◆ What is required
Give the records again, every one, exactly.

= = = = =

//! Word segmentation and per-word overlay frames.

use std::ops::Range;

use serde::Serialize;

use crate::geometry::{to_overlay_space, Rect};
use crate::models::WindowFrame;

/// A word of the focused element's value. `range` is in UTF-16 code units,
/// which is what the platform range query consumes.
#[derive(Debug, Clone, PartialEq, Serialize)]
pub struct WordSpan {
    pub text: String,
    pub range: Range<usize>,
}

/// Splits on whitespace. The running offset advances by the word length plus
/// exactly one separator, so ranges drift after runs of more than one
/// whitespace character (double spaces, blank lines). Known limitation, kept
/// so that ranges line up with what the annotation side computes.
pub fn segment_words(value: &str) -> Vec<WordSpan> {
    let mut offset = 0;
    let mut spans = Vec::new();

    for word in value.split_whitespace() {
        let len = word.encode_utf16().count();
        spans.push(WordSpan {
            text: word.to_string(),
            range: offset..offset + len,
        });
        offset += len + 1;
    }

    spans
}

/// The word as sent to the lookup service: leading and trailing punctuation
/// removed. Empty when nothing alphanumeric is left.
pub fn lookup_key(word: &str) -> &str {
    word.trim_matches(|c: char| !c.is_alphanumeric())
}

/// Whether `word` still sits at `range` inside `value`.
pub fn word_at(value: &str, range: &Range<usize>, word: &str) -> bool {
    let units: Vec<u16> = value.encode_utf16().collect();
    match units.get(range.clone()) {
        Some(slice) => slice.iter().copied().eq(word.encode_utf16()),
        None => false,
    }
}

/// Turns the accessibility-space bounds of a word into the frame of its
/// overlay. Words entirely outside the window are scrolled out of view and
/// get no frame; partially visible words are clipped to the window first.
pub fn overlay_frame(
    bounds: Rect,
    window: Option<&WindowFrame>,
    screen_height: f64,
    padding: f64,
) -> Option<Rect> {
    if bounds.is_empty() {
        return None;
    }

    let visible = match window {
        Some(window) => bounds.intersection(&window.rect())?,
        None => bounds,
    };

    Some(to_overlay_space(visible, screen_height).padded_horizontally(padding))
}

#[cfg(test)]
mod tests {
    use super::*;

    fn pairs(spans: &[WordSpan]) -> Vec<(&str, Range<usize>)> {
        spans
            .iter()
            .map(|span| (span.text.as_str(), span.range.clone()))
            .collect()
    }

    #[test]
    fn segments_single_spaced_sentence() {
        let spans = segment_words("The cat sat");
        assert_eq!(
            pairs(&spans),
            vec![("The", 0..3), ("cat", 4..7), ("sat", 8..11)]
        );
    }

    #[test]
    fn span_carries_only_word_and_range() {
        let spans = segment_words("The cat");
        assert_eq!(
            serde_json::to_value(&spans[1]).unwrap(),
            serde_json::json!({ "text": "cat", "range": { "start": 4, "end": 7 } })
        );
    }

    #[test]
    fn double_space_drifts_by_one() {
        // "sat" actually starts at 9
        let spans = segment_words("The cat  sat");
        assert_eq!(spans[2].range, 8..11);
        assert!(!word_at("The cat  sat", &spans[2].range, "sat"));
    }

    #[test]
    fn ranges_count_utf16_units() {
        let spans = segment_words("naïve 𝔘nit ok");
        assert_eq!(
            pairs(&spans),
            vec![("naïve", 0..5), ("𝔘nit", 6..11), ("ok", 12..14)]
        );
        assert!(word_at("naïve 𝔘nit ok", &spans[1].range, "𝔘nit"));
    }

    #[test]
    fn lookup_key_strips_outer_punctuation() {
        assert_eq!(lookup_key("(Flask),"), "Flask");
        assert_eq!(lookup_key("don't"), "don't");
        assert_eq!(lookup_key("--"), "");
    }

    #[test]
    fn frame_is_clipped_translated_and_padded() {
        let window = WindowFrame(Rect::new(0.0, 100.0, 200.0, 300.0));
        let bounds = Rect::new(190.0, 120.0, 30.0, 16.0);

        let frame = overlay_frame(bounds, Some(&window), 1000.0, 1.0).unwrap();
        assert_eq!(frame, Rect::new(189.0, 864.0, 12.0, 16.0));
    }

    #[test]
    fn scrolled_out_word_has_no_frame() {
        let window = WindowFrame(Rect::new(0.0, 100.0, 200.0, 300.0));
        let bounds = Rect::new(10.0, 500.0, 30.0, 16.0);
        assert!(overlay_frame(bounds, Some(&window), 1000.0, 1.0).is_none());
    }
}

= = = = =

◆ Answer section
//! Word segmentation and per-word overlay frames.

use std::ops::Range;

use serde::Serialize;

use crate::geometry::{to_overlay_space, Rect};
use crate::models::WindowFrame;

/// A word of the focused element's value. `range` is in UTF-16 code units,
/// which is what the platform range query consumes.
#[derive(Debug, Clone, PartialEq, Serialize)]
pub struct WordSpan {
    pub text: String,
    pub range: Range<usize>,
}

/// Splits on whitespace. The running offset advances by the word length plus
/// exactly one separator, so ranges drift after runs of more than one
/// whitespace character (double spaces, blank lines). Known limitation, kept
/// so that ranges line up with what the annotation side computes.
pub fn segment_words(value: &str) -> Vec<WordSpan> {
    let mut offset = 0;
    let mut spans = Vec::new();

    for word in value.split_whitespace() {
        let len = word.encode_utf16().count();
        spans.push(WordSpan {
            text: word.to_string(),
            range: offset..offset + len,
        });
        offset += len + 1;
    }

    spans
}

/// The word as sent to the lookup service: leading and trailing punctuation
/// removed. Empty when nothing alphanumeric is left.
pub fn lookup_key(word: &str) -> &str {
    word.trim_matches(|c: char| !c.is_alphanumeric())
}

/// Whether `word` still sits at `range` inside `value`.
pub fn word_at(value: &str, range: &Range<usize>, word: &str) -> bool {
    let units: Vec<u16> = value.encode_utf16().collect();
    match units.get(range.clone()) {
        Some(slice) => slice.iter().copied().eq(word.encode_utf16()),
        None => false,
    }
}

/// Turns the accessibility-space bounds of a word into the frame of its
/// overlay. Words entirely outside the window are scrolled out of view and
/// get no frame; partially visible words are clipped to the window first.
pub fn overlay_frame(
    bounds: Rect,
    window: Option<&WindowFrame>,
    screen_height: f64,
    padding: f64,
) -> Option<Rect> {
    if bounds.is_empty() {
        return None;
    }

    let visible = match window {
        Some(window) => bounds.intersection(&window.rect())?,
        None => bounds,
    };

    Some(to_overlay_space(visible, screen_height).padded_horizontally(padding))
}

#[cfg(test)]
mod tests {
    use super::*;

    fn pairs(spans: &[WordSpan]) -> Vec<(&str, Range<usize>)> {
        spans
            .iter()
            .map(|span| (span.text.as_str(), span.range.clone()))
            .collect()
    }

    #[test]
    fn segments_single_spaced_sentence() {
        let spans = segment_words("The cat sat");
        assert_eq!(
            pairs(&spans),
            vec![("The", 0..3), ("cat", 4..7), ("sat", 8..11)]
        );
    }

    #[test]
    fn span_carries_only_word_and_range() {
        let spans = segment_words("The cat");
        assert_eq!(
            serde_json::to_value(&spans[1]).unwrap(),
            serde_json::json!({ "text": "cat", "range": { "start": 4, "end": 7 } })
        );
    }

    #[test]
    fn double_space_drifts_by_one() {
        // "sat" actually starts at 9
        let spans = segment_words("The cat  sat");
        assert_eq!(spans[2].range, 8..11);
        assert!(!word_at("The cat  sat", &spans[2].range, "sat"));
    }

    #[test]
    fn ranges_count_utf16_units() {
        let spans = segment_words("naïve 𝔘nit ok");
        assert_eq!(
            pairs(&spans),
            vec![("naïve", 0..5), ("𝔘nit", 6..11), ("ok", 12..14)]
        );
        assert!(word_at("naïve 𝔘nit ok", &spans[1].range, "𝔘nit"));
    }

    #[test]
    fn lookup_key_strips_outer_punctuation() {
        assert_eq!(lookup_key("(Flask),"), "Flask");
        assert_eq!(lookup_key("don't"), "don't");
        assert_eq!(lookup_key("--"), "");
    }

    #[test]
    fn frame_is_clipped_translated_and_padded() {
        let window = WindowFrame(Rect::new(0.0, 100.0, 200.0, 300.0));
        let bounds = Rect::new(190.0, 120.0, 30.0, 16.0);

        let frame = overlay_frame(bounds, Some(&window), 1000.0, 1.0).unwrap();
        assert_eq!(frame, Rect::new(189.0, 864.0, 12.0, 16.0));
    }

    #[test]
    fn scrolled_out_word_has_no_frame() {
        let window = WindowFrame(Rect::new(0.0, 100.0, 200.0, 300.0));
        let bounds = Rect::new(10.0, 500.0, 30.0, 16.0);
        assert!(overlay_frame(bounds, Some(&window), 1000.0, 1.0).is_none());
    }
}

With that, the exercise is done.